PROBLEM DETAILS: Every line from the one containing "let png = surface.encode_png().unwrap();" through the last line below should be reproduced exactly; please include nothing else.

◆ ◆ ◆ ◆ ◆ ◆ ◆

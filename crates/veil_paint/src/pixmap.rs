//! CPU raster surface backed by tiny-skia

use std::path::Path as FsPath;

use crate::color::Color;
use crate::gradient::RadialGradient;
use crate::path::{Path, PathCommand};
use crate::primitives::{Circle, Rect};
use crate::surface::{
    CompositeMode, FillStyle, MaskImage, Result, Surface, SurfaceError, Transform2D,
};

/// Raster surface with readable pixels.
///
/// Drawing a cross-origin [`MaskImage`] taints the surface; from then on
/// every pixel read fails with [`SurfaceError::SecurityRestriction`].
pub struct PixmapSurface {
    pixmap: tiny_skia::Pixmap,
    mode: CompositeMode,
    opacity: f32,
    tainted: bool,
}

impl std::fmt::Debug for PixmapSurface {
    fn fmt(&self, f: &mut std::fmt::Formatter<'_>) -> std::fmt::Result {
        f.debug_struct("PixmapSurface")
            .field("width", &self.pixmap.width())
            .field("height", &self.pixmap.height())
            .field("mode", &self.mode)
            .field("opacity", &self.opacity)
            .field("tainted", &self.tainted)
            .finish()
    }
}

impl PixmapSurface {
    /// Create a fully transparent surface
    pub fn new(width: u32, height: u32) -> Result<Self> {
        let pixmap = tiny_skia::Pixmap::new(width, height)
            .ok_or(SurfaceError::Allocation { width, height })?;
        tracing::trace!("Allocated {}x{} pixmap surface", width, height);
        Ok(Self {
            pixmap,
            mode: CompositeMode::SourceOver,
            opacity: 1.0,
            tainted: false,
        })
    }

    /// Whether cross-origin content has been drawn
    pub fn is_tainted(&self) -> bool {
        self.tainted
    }

    /// Mark the surface as holding cross-origin content
    pub fn taint(&mut self) {
        self.tainted = true;
    }

    /// Encode the surface as PNG with element opacity applied
    pub fn encode_png(&self) -> Result<Vec<u8>> {
        self.composited()?
            .encode_png()
            .map_err(|e| SurfaceError::Decode(e.to_string()))
    }

    /// Write the surface to a PNG file with element opacity applied
    pub fn save_png(&self, path: impl AsRef<FsPath>) -> Result<()> {
        self.composited()?
            .save_png(path)
            .map_err(|e| SurfaceError::Decode(e.to_string()))
    }

    fn composited(&self) -> Result<tiny_skia::Pixmap> {
        let (width, height) = (self.pixmap.width(), self.pixmap.height());
        let mut out = tiny_skia::Pixmap::new(width, height)
            .ok_or(SurfaceError::Allocation { width, height })?;
        let paint = tiny_skia::PixmapPaint {
            opacity: self.opacity.clamp(0.0, 1.0),
            ..tiny_skia::PixmapPaint::default()
        };
        out.draw_pixmap(
            0,
            0,
            self.pixmap.as_ref(),
            &paint,
            tiny_skia::Transform::identity(),
            None,
        );
        Ok(out)
    }

    fn paint_for(&self, style: &FillStyle) -> Option<tiny_skia::Paint<'static>> {
        let mut paint = tiny_skia::Paint {
            anti_alias: true,
            blend_mode: blend_mode(self.mode),
            ..tiny_skia::Paint::default()
        };
        match style {
            FillStyle::Color(color) => paint.set_color(skia_color(*color)),
            FillStyle::Radial(gradient) => paint.shader = radial_shader(gradient)?,
        }
        Some(paint)
    }
}

impl Surface for PixmapSurface {
    fn width(&self) -> u32 {
        self.pixmap.width()
    }

    fn height(&self) -> u32 {
        self.pixmap.height()
    }

    fn composite_mode(&self) -> CompositeMode {
        self.mode
    }

    fn set_composite_mode(&mut self, mode: CompositeMode) {
        self.mode = mode;
    }

    fn fill_rect(&mut self, rect: Rect, style: &FillStyle) {
        let (Some(rect), Some(paint)) = (skia_rect(rect), self.paint_for(style)) else {
            return;
        };
        self.pixmap
            .fill_rect(rect, &paint, tiny_skia::Transform::identity(), None);
    }

    fn fill_image(&mut self, rect: Rect, image: &MaskImage) {
        let Some(source) = image_pixmap(image) else {
            tracing::warn!(
                "Skipping undrawable {}x{} mask image",
                image.width,
                image.height
            );
            return;
        };
        let Some(target) = skia_rect(rect) else {
            return;
        };
        let paint = tiny_skia::Paint {
            shader: tiny_skia::Pattern::new(
                source.as_ref(),
                tiny_skia::SpreadMode::Repeat,
                tiny_skia::FilterQuality::Nearest,
                1.0,
                tiny_skia::Transform::identity(),
            ),
            blend_mode: blend_mode(self.mode),
            anti_alias: false,
            ..tiny_skia::Paint::default()
        };
        self.pixmap
            .fill_rect(target, &paint, tiny_skia::Transform::identity(), None);

        if image.cross_origin && !self.tainted {
            tracing::debug!("Cross-origin mask image drawn; pixel reads now blocked");
            self.tainted = true;
        }
    }

    fn fill_circle(&mut self, circle: Circle, style: &FillStyle) {
        let Some(path) =
            tiny_skia::PathBuilder::from_circle(circle.center.x, circle.center.y, circle.radius)
        else {
            return;
        };
        let Some(paint) = self.paint_for(style) else {
            return;
        };
        self.pixmap.fill_path(
            &path,
            &paint,
            tiny_skia::FillRule::Winding,
            tiny_skia::Transform::identity(),
            None,
        );
    }

    fn fill_path(&mut self, path: &Path, style: &FillStyle, transform: Transform2D) {
        let (Some(path), Some(paint)) = (skia_path(path), self.paint_for(style)) else {
            return;
        };
        self.pixmap.fill_path(
            &path,
            &paint,
            tiny_skia::FillRule::Winding,
            skia_transform(transform),
            None,
        );
    }

    fn read_alpha(&self, x: u32, y: u32) -> Result<u8> {
        if self.tainted {
            return Err(SurfaceError::SecurityRestriction);
        }
        let (width, height) = (self.pixmap.width(), self.pixmap.height());
        // `Pixmap::pixel` only checks the flat index
        if x >= width || y >= height {
            return Err(SurfaceError::OutOfBounds {
                x,
                y,
                width,
                height,
            });
        }
        self.pixmap
            .pixel(x, y)
            .map(|pixel| pixel.alpha())
            .ok_or(SurfaceError::OutOfBounds {
                x,
                y,
                width,
                height,
            })
    }

    fn opacity(&self) -> f32 {
        self.opacity
    }

    fn set_opacity(&mut self, opacity: f32) {
        self.opacity = opacity;
    }
}

impl MaskImage {
    /// Decode a PNG into straight RGBA
    pub fn from_png(data: &[u8], cross_origin: bool) -> Result<Self> {
        let pixmap = tiny_skia::Pixmap::decode_png(data)
            .map_err(|e| SurfaceError::Decode(e.to_string()))?;
        Self::from_pixmap(&pixmap, cross_origin)
    }

    /// Load and decode a PNG file
    pub fn load(path: impl AsRef<FsPath>, cross_origin: bool) -> Result<Self> {
        let pixmap = tiny_skia::Pixmap::load_png(path.as_ref())
            .map_err(|e| SurfaceError::Decode(e.to_string()))?;
        Self::from_pixmap(&pixmap, cross_origin)
    }

    fn from_pixmap(pixmap: &tiny_skia::Pixmap, cross_origin: bool) -> Result<Self> {
        let mut pixels = Vec::with_capacity(pixmap.data().len());
        for pixel in pixmap.pixels() {
            let c = pixel.demultiply();
            pixels.extend_from_slice(&[c.red(), c.green(), c.blue(), c.alpha()]);
        }
        Self::new(pixmap.width(), pixmap.height(), pixels, cross_origin)
    }
}

fn image_pixmap(image: &MaskImage) -> Option<tiny_skia::Pixmap> {
    let mut pixmap = tiny_skia::Pixmap::new(image.width, image.height)?;
    for (dst, src) in pixmap
        .pixels_mut()
        .iter_mut()
        .zip(image.pixels.chunks_exact(4))
    {
        *dst = tiny_skia::ColorU8::from_rgba(src[0], src[1], src[2], src[3]).premultiply();
    }
    Some(pixmap)
}

fn blend_mode(mode: CompositeMode) -> tiny_skia::BlendMode {
    match mode {
        CompositeMode::SourceOver => tiny_skia::BlendMode::SourceOver,
        CompositeMode::DestinationOut => tiny_skia::BlendMode::DestinationOut,
    }
}

fn skia_color(color: Color) -> tiny_skia::Color {
    let [r, g, b, a] = color.to_rgba8();
    tiny_skia::Color::from_rgba8(r, g, b, a)
}

fn skia_rect(rect: Rect) -> Option<tiny_skia::Rect> {
    tiny_skia::Rect::from_xywh(rect.x, rect.y, rect.width, rect.height)
}

fn skia_transform(t: Transform2D) -> tiny_skia::Transform {
    tiny_skia::Transform::from_row(t.a, t.b, t.c, t.d, t.e, t.f)
}

fn radial_shader(gradient: &RadialGradient) -> Option<tiny_skia::Shader<'static>> {
    let center = tiny_skia::Point::from_xy(gradient.center.x, gradient.center.y);
    let stops = gradient
        .stops
        .iter()
        .map(|stop| tiny_skia::GradientStop::new(stop.offset, skia_color(stop.color)))
        .collect();
    tiny_skia::RadialGradient::new(
        center,
        center,
        gradient.radius,
        stops,
        tiny_skia::SpreadMode::Pad,
        tiny_skia::Transform::identity(),
    )
}

fn skia_path(path: &Path) -> Option<tiny_skia::Path> {
    let mut builder = tiny_skia::PathBuilder::new();
    for command in path.commands() {
        match *command {
            PathCommand::MoveTo(p) => builder.move_to(p.x, p.y),
            PathCommand::LineTo(p) => builder.line_to(p.x, p.y),
            PathCommand::CubicTo {
                control1,
                control2,
                end,
            } => builder.cubic_to(control1.x, control1.y, control2.x, control2.y, end.x, end.y),
            PathCommand::Close => builder.close(),
        }
    }
    builder.finish()
}

#[cfg(test)]
mod tests {
    use super::*;
    use crate::path::{PathBuilder, Point};

    fn filled(width: u32, height: u32) -> PixmapSurface {
        let mut surface = PixmapSurface::new(width, height).unwrap();
        surface.fill_rect(
            Rect::new(0.0, 0.0, width as f32, height as f32),
            &Color::from_hex(0x666666).into(),
        );
        surface
    }

    #[test]
    fn test_fill_is_opaque() {
        let surface = filled(20, 10);
        assert_eq!(surface.read_alpha(0, 0), Ok(255));
        assert_eq!(surface.read_alpha(19, 9), Ok(255));
        assert!(matches!(
            surface.read_alpha(20, 0),
            Err(SurfaceError::OutOfBounds { .. })
        ));
    }

    #[test]
    fn test_read_past_row_end_does_not_wrap() {
        let mut surface = filled(20, 10);
        surface.set_composite_mode(CompositeMode::DestinationOut);
        // Clears the first pixel of row 1, the flat-index neighbour of (20, 0)
        surface.fill_rect(Rect::new(0.0, 1.0, 1.0, 1.0), &Color::BLACK.into());
        assert_eq!(surface.read_alpha(0, 1), Ok(0));
        assert_eq!(
            surface.read_alpha(20, 0),
            Err(SurfaceError::OutOfBounds {
                x: 20,
                y: 0,
                width: 20,
                height: 10
            })
        );
        assert!(matches!(
            surface.read_alpha(0, 10),
            Err(SurfaceError::OutOfBounds { .. })
        ));
    }

    #[test]
    fn test_destination_out_clears_circle() {
        let mut surface = filled(40, 40);
        surface.set_composite_mode(CompositeMode::DestinationOut);
        surface.fill_circle(Circle::new(Point::new(20.0, 20.0), 8.0), &Color::BLACK.into());
        assert_eq!(surface.read_alpha(20, 20), Ok(0));
        assert_eq!(surface.read_alpha(2, 2), Ok(255));
    }

    #[test]
    fn test_feather_ring_leaves_partial_alpha() {
        let mut surface = filled(60, 60);
        surface.set_composite_mode(CompositeMode::DestinationOut);
        let ring = RadialGradient::feather_ring(Point::new(30.0, 30.0), 10.0, 20.0, Color::BLACK);
        surface.fill_circle(Circle::new(Point::new(30.0, 30.0), 20.0), &ring.into());
        assert_eq!(surface.read_alpha(30, 30), Ok(0));
        let edge = surface.read_alpha(30, 15).unwrap();
        assert!(edge > 0 && edge < 255, "edge alpha {edge}");
        assert_eq!(surface.read_alpha(1, 1), Ok(255));
    }

    #[test]
    fn test_rotated_oval_path() {
        let mut surface = filled(100, 100);
        surface.set_composite_mode(CompositeMode::DestinationOut);
        let oval = PathBuilder::oval(50.0, 50.0, 10.0, 60.0);
        let rotate = Transform2D::rotate_ccw_about(90.0, 50.0, 50.0);
        surface.fill_path(&oval, &Color::BLACK.into(), rotate);
        // Rotated a quarter turn, the long axis lies horizontally
        assert_eq!(surface.read_alpha(72, 50), Ok(0));
        assert_eq!(surface.read_alpha(50, 72), Ok(255));
    }

    #[test]
    fn test_cross_origin_image_taints() {
        let mut surface = PixmapSurface::new(8, 8).unwrap();
        let image = MaskImage::new(2, 2, vec![200; 16], true).unwrap();
        surface.fill_image(Rect::new(0.0, 0.0, 8.0, 8.0), &image);
        assert!(surface.is_tainted());
        assert_eq!(
            surface.read_alpha(1, 1),
            Err(SurfaceError::SecurityRestriction)
        );
    }

    #[test]
    fn test_same_origin_image_tiles() {
        let mut surface = PixmapSurface::new(8, 8).unwrap();
        let image = MaskImage::new(1, 1, vec![10, 20, 30, 255], false).unwrap();
        surface.fill_image(Rect::new(0.0, 0.0, 8.0, 8.0), &image);
        assert!(!surface.is_tainted());
        assert_eq!(surface.read_alpha(7, 7), Ok(255));
    }

    #[test]
    fn test_png_round_trip_keeps_size() {
        let surface = filled(6, 4);
        let png = surface.encode_png().unwrap();
        let image = MaskImage::from_png(&png, false).unwrap();
        assert_eq!((image.width, image.height), (6, 4));
        assert_eq!(image.pixels[3], 255);
    }
}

◆ ◆ ◆ ◆ ◆ ◆ ◆

REPLY TO THE TASK:
        let png = surface.encode_png().unwrap();
        let image = MaskImage::from_png(&png, false).unwrap();
        assert_eq!((image.width, image.height), (6, 4));
        assert_eq!(image.pixels[3], 255);
    }
}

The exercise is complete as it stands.